Responding to the soaring cost of healthcare, which has encouraged the reimportation of drugs from outside the United States, Pfizer said its initiative will focus on helping the 43 million uninsured Americans get Pfizer drugs at deep discounts.
The world’s largest drug company said low-income Medicare beneficiaries on all Medicare-approved drug discount cards will have access to many Pfizer medicines for a flat fee of $15 per prescription after they have exhausted a $600 credit.
With enrollment beginning in August, Pfizer said it will provide Americans without insurance drug coverage access to Pfizer medicines at an average savings of 37 percent.
Pfizer said a working father earning $41,000 a year who now pays $79.58 a month for Pfizer’s popular cholesterol-lowering medicine Lipitor at his local pharmacy will see his monthly cost drop to about $52.71, a savings of almost 34 percent.

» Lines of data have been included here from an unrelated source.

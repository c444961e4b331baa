use tracing::{debug, info, warn};

use crate::progression::{clear_result, propagate_byes};
use crate::seeding::{next_power_of_two, seed_positions};
use crate::types::{Match, MatchIdIssuer, Participant, ParticipantId, Round};

/// Places seeded entrants into bracket slots: slot `k` holds seed `order[k]`,
/// and slots for seeds beyond the roster stay empty.
pub fn seeded_slots(entrants: &[Participant], bracket_size: usize) -> Vec<Option<ParticipantId>> {
  seed_positions(bracket_size)
    .into_iter()
    .map(|seed| entrants.get(seed as usize - 1).map(|e| e.id))
    .collect()
}

/// Builds single-elimination rounds from entrants already in seed order.
/// First-round byes are decided on construction and moved into round two.
/// The caller guarantees at least two entrants.
pub fn build_single_elim(entrants: &[Participant], ids: &mut MatchIdIssuer) -> Vec<Round> {
  let bracket_size = next_power_of_two(entrants.len().max(2));
  let slots = seeded_slots(entrants, bracket_size);

  let mut rounds: Vec<Round> = Vec::new();
  let first = slots
    .chunks(2)
    .map(|pair| Match::new(ids.issue(), pair[0], pair[1]))
    .collect::<Vec<_>>();
  rounds.push(first);

  let mut prev_len = bracket_size / 2;
  while prev_len > 1 {
    let next = (0..prev_len / 2).map(|_| Match::empty(ids.issue())).collect::<Vec<_>>();
    prev_len = next.len();
    rounds.push(next);
  }

  let byes = rounds[0].iter().filter(|m| m.is_bye()).count();
  propagate_byes(&mut rounds);
  info!(
    entrants = entrants.len(),
    bracket_size,
    rounds = rounds.len(),
    byes,
    "built single elimination bracket"
  );
  rounds
}

/// Losers of the two semifinals, once both are decided.
pub fn semifinal_losers(rounds: &[Round]) -> Option<(ParticipantId, ParticipantId)> {
  if rounds.len() < 2 {
    return None;
  }
  let semis = &rounds[rounds.len() - 2];
  if semis.len() != 2 {
    return None;
  }
  Some((semis[0].loser()?, semis[1].loser()?))
}

/// Keeps the third-place match in line with the semifinal results. The match is
/// created once both semifinal losers are known, rebuilt with cleared scores when
/// either loser changes, and withdrawn while a semifinal is undecided.
/// Returns whether anything changed.
pub fn refresh_third_place(rounds: &[Round], current: &mut Option<Match>, ids: &mut MatchIdIssuer) -> bool {
  let Some((a, b)) = semifinal_losers(rounds) else {
    let had_match = current.is_some();
    if had_match {
      debug!("withdrew third place match");
    }
    *current = None;
    return had_match;
  };

  match current {
    Some(m) if m.slots == [Some(a), Some(b)] => false,
    Some(m) => {
      m.slots = [Some(a), Some(b)];
      clear_result(m);
      debug!(match_id = m.id, "third place pairing changed");
      true
    }
    None if ids.remaining() == 0 => {
      warn!("no match id left for a third place match");
      false
    }
    None => {
      let m = Match::new(ids.issue(), Some(a), Some(b));
      debug!(match_id = m.id, "created third place match");
      *current = Some(m);
      true
    }
  }
}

Pfizer said it will offer uninsured families earning less than $45,000 a year the ability to buy medicines at prices similar to those paid by large purchasers.
Families without drug coverage making more than $45,000 will be eligible for average savings of 15 percent off retail prices.
The strategy is designed to help lower healthcare costs by encouraging early treatment and use of preventive medicine instead of more costly emergency room care or treatment of a disease that has gone undetected for a long period of time, the company said.
Pfizer shares closed on Tuesday at $33.87 on the New York Stock Exchange.